Remember that the newest products are not always the best. In a trial we conducted last year on poinsettia cutting rot, older products were compared to some that more recently entered the market. We found that excellent control was achieved with many of those tested including Chipco 26109, Medallion, 3336 and Heritage (Figure 1).
Fungicides labeled for application only to roots should not be sprayed onto stems and leaves. Similarly, those applied as a foliar spray should never be drenched. When products are used outside of their labels they may not work well and may cause phytotoxicity. Always read the label before using a new fungicide and reread labels once in a while, even on the products you think you know. The fungicide manufacturers and the EPA are continually at work updating our product labels, but changes are not always adequately advertised. Over the course of the next year, we anticipate seeing major changes in the REI of both Daconil Ultrex and Chipco 26019.
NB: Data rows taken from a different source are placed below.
//! Greedy, distance-constrained placement of locations.
//!
//! Candidates are taken best-first and accepted only when they keep at least
//! `min_distance` hops from everything accepted so far. When a pass cannot
//! place the requested count, the distance is relaxed by one and the pass
//! restarts, down to a distance of 1.

use std::collections::HashMap;

use tracing::debug;
use zm_core::{NodeId, PartId, ZoneId};
use zm_graph::DistanceField;
use zm_zones::ZonedMaze;

use crate::error::{ScoreError, ScoreResult};
use crate::score::{NodeScore, ScoreMap};

/// Accepted nodes and the distance that was finally enforced between them.
#[derive(Debug, Clone, Default, PartialEq, Eq)]
pub struct SpreadResult {
    pub nodes: Vec<NodeId>,
    pub min_distance: usize,
}

/// The region a scoped spread was run over.
#[derive(Debug, Clone, Copy, PartialEq, Eq)]
pub enum Region {
    Maze,
    Zone(ZoneId),
    Part(ZoneId, PartId),
}

#[derive(Debug, Clone, PartialEq)]
pub struct RegionSpread {
    pub region: Region,
    pub result: SpreadResult,
}

/// How the placement is scoped.
#[derive(Debug, Clone, Copy, PartialEq, Eq)]
pub enum Scope {
    Global,
    PerZone,
    PerPart,
}

/// How many locations to place.
#[derive(Debug, Clone, Copy, PartialEq)]
pub enum Amount {
    Count(usize),
    /// Fraction of each region's node count.
    Ratio(f64),
}

/// Spreads locations over a scored maze, caching graph distances per
/// accepted node across passes.
#[derive(Debug)]
pub struct SpreadLocations<'a> {
    maze: &'a ZonedMaze,
    scores: &'a ScoreMap,
    distances: HashMap<NodeId, DistanceField>,
}

impl<'a> SpreadLocations<'a> {
    pub fn new(maze: &'a ZonedMaze, scores: &'a ScoreMap) -> Self {
        Self {
            maze,
            scores,
            distances: HashMap::new(),
        }
    }

    /// Pick up to `desired` nodes from `candidates`, best `score_fn` first.
    pub fn spread<F>(
        &mut self,
        candidates: &[NodeId],
        desired: usize,
        score_fn: F,
    ) -> ScoreResult<SpreadResult>
    where
        F: Fn(&NodeScore) -> f64,
    {
        if desired == 0 || candidates.is_empty() {
            return Ok(SpreadResult::default());
        }

        let mut ranked: Vec<(NodeId, f64)> = Vec::with_capacity(candidates.len());
        for &id in candidates {
            let score = self
                .scores
                .get(id)
                .ok_or(ScoreError::UnknownNode { node: id })?;
            ranked.push((id, score_fn(score)));
        }
        ranked.sort_by(|a, b| b.1.total_cmp(&a.1).then(a.0.cmp(&b.0)));
        ranked.dedup_by_key(|(id, _)| *id);

        let pool = ranked.len();
        let mut min_distance = (pool as f64 / desired as f64).round() as usize + 1;
        loop {
            let nodes = self.greedy_pass(&ranked, desired, min_distance);
            if nodes.len() >= desired || min_distance <= 1 {
                debug!(pool, desired, placed = nodes.len(), min_distance, "spread");
                return Ok(SpreadResult {
                    nodes,
                    min_distance,
                });
            }
            min_distance -= 1;
        }
    }

    /// Spread over every node of the maze.
    pub fn spread_global<F>(&mut self, desired: usize, score_fn: F) -> ScoreResult<SpreadResult>
    where
        F: Fn(&NodeScore) -> f64,
    {
        let all: Vec<NodeId> = self.maze.graph().nodes().iter().map(|n| n.id).collect();
        self.spread(&all, desired, score_fn)
    }

    /// Split `desired` across zones by size (at least one each) and spread
    /// within every zone.
    pub fn spread_per_zone<F>(
        &mut self,
        desired: usize,
        score_fn: F,
    ) -> ScoreResult<Vec<RegionSpread>>
    where
        F: Fn(&NodeScore) -> f64,
    {
        let regions = self.zone_regions();
        let shares = apportion(desired, &regions);
        self.spread_regions(regions, shares, score_fn)
    }

    /// Split `desired` across parts by size (at least one each) and spread
    /// within every part.
    pub fn spread_per_part<F>(
        &mut self,
        desired: usize,
        score_fn: F,
    ) -> ScoreResult<Vec<RegionSpread>>
    where
        F: Fn(&NodeScore) -> f64,
    {
        let regions = self.part_regions();
        let shares = apportion(desired, &regions);
        self.spread_regions(regions, shares, score_fn)
    }

    /// `spread_global` with `desired = max(1, round(ratio * nodes))`.
    pub fn spread_global_ratio<F>(&mut self, ratio: f64, score_fn: F) -> ScoreResult<SpreadResult>
    where
        F: Fn(&NodeScore) -> f64,
    {
        let desired = desired_for_ratio(ratio, self.maze.node_count())?;
        self.spread_global(desired, score_fn)
    }

    /// Per-zone spread with each zone's count derived from `ratio`.
    pub fn spread_per_zone_ratio<F>(
        &mut self,
        ratio: f64,
        score_fn: F,
    ) -> ScoreResult<Vec<RegionSpread>>
    where
        F: Fn(&NodeScore) -> f64,
    {
        let regions = self.zone_regions();
        let shares = ratio_shares(ratio, &regions)?;
        self.spread_regions(regions, shares, score_fn)
    }

    /// Per-part spread with each part's count derived from `ratio`.
    pub fn spread_per_part_ratio<F>(
        &mut self,
        ratio: f64,
        score_fn: F,
    ) -> ScoreResult<Vec<RegionSpread>>
    where
        F: Fn(&NodeScore) -> f64,
    {
        let regions = self.part_regions();
        let shares = ratio_shares(ratio, &regions)?;
        self.spread_regions(regions, shares, score_fn)
    }

    /// Dispatch on scope and amount; a global spread comes back as a single
    /// `Region::Maze` entry.
    pub fn place<F>(
        &mut self,
        scope: Scope,
        amount: Amount,
        score_fn: F,
    ) -> ScoreResult<Vec<RegionSpread>>
    where
        F: Fn(&NodeScore) -> f64,
    {
        let global = |result| {
            vec![RegionSpread {
                region: Region::Maze,
                result,
            }]
        };
        match (scope, amount) {
            (Scope::Global, Amount::Count(n)) => self.spread_global(n, score_fn).map(global),
            (Scope::Global, Amount::Ratio(r)) => self.spread_global_ratio(r, score_fn).map(global),
            (Scope::PerZone, Amount::Count(n)) => self.spread_per_zone(n, score_fn),
            (Scope::PerZone, Amount::Ratio(r)) => self.spread_per_zone_ratio(r, score_fn),
            (Scope::PerPart, Amount::Count(n)) => self.spread_per_part(n, score_fn),
            (Scope::PerPart, Amount::Ratio(r)) => self.spread_per_part_ratio(r, score_fn),
        }
    }

    fn greedy_pass(
        &mut self,
        ranked: &[(NodeId, f64)],
        desired: usize,
        min_distance: usize,
    ) -> Vec<NodeId> {
        let mut accepted: Vec<NodeId> = Vec::with_capacity(desired);
        for &(candidate, _) in ranked {
            if accepted.len() >= desired {
                break;
            }
            let far_enough = accepted
                .iter()
                .all(|&a| self.distance(a, candidate).is_none_or(|d| d >= min_distance));
            if far_enough {
                accepted.push(candidate);
                self.ensure_field(candidate);
            }
        }
        accepted
    }

    fn ensure_field(&mut self, node: NodeId) {
        if !self.distances.contains_key(&node) {
            let field = self.maze.graph().distances_from(node);
            self.distances.insert(node, field);
        }
    }

    /// Hop count between an accepted node and a candidate; None if unreachable.
    fn distance(&self, accepted: NodeId, candidate: NodeId) -> Option<usize> {
        match self.distances.get(&accepted) {
            Some(field) => field.distance(candidate),
            None => self.maze.graph().graph_distance(accepted, candidate),
        }
    }

    fn zone_regions(&self) -> Vec<(Region, Vec<NodeId>)> {
        self.maze
            .zones()
            .iter()
            .map(|z| (Region::Zone(z.id), z.nodes().collect()))
            .collect()
    }

    fn part_regions(&self) -> Vec<(Region, Vec<NodeId>)> {
        self.maze
            .parts()
            .map(|(z, p)| (Region::Part(z.id, p.id), p.nodes().to_vec()))
            .collect()
    }

    fn spread_regions<F>(
        &mut self,
        regions: Vec<(Region, Vec<NodeId>)>,
        shares: Vec<usize>,
        score_fn: F,
    ) -> ScoreResult<Vec<RegionSpread>>
    where
        F: Fn(&NodeScore) -> f64,
    {
        let mut out = Vec::with_capacity(regions.len());
        for ((region, nodes), desired) in regions.into_iter().zip(shares) {
            let result = self.spread(&nodes, desired, &score_fn)?;
            out.push(RegionSpread { region, result });
        }
        Ok(out)
    }
}

/// Share `desired` across regions in proportion to their size, with at
/// least one per non-empty region. Nothing is placed when `desired` is 0.
fn apportion(desired: usize, regions: &[(Region, Vec<NodeId>)]) -> Vec<usize> {
    let total: usize = regions.iter().map(|(_, nodes)| nodes.len()).sum();
    regions
        .iter()
        .map(|(_, nodes)| {
            if desired == 0 || nodes.is_empty() || total == 0 {
                return 0;
            }
            let share = (desired as f64 * nodes.len() as f64 / total as f64).round() as usize;
            share.max(1)
        })
        .collect()
}

fn ratio_shares(ratio: f64, regions: &[(Region, Vec<NodeId>)]) -> ScoreResult<Vec<usize>> {
    regions
        .iter()
        .map(|(_, nodes)| desired_for_ratio(ratio, nodes.len()))
        .collect()
}

/// `max(1, round(ratio * pool))`, or 0 for an empty pool.
pub fn desired_for_ratio(ratio: f64, pool: usize) -> ScoreResult<usize> {
    if !ratio.is_finite() || ratio < 0.0 {
        return Err(ScoreError::InvalidRatio { value: ratio });
    }
    if pool == 0 {
        return Ok(0);
    }
    Ok(((ratio * pool as f64).round() as usize).max(1))
}
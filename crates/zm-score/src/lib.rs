//! zm-score: scoring, solution paths and placement over a grown maze.
//!
//! - `score`: per-node dead-end / entry-distance / exit-distance scores
//! - `solution`: key-gated walk through every zone's best location, with
//!   redundancy, visit distribution, concentration and detour metrics
//! - `spread`: greedy distance-constrained placement (global, per zone, per part)

pub mod error;
pub mod score;
pub mod solution;
pub mod spread;

pub use error::{ScoreError, ScoreResult};
pub use score::{NodeScore, ScoreEngine, ScoreKind, ScoreMap, dead_end_score, doors_in, doors_out};
pub use solution::{SolutionBuilder, SolutionScoring, Stop, best_location, gini};
pub use spread::{
    Amount, Region, RegionSpread, Scope, SpreadLocations, SpreadResult, desired_for_ratio,
};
Disease control should never be based on the use of fungicides alone. So the following guidelines are listed for general use in preventing and controlling Rhizoctonia and other fungal diseases.
1. Clean the growing area before, as well as during, the production of a crop. All leaves and non-essential plants should be removed.
2. Always use disease-free planting materials.
3. Avoid rough handling of plants, especially when starting and ending the crop. Damaged plants are most easily infected.
4. Do no irrigate from above or expose plants to rainfall if possible.
5. Keep humidity below 93 percent. Vent and heat the greenhouse at dusk to lower the relative humidity.
6. Use fans to dry off leaves.
7. Use fungicides when necessary or according to labels. The best time to apply them is immediately after sanitation prprocedures, such as removing infected flowers and leaves.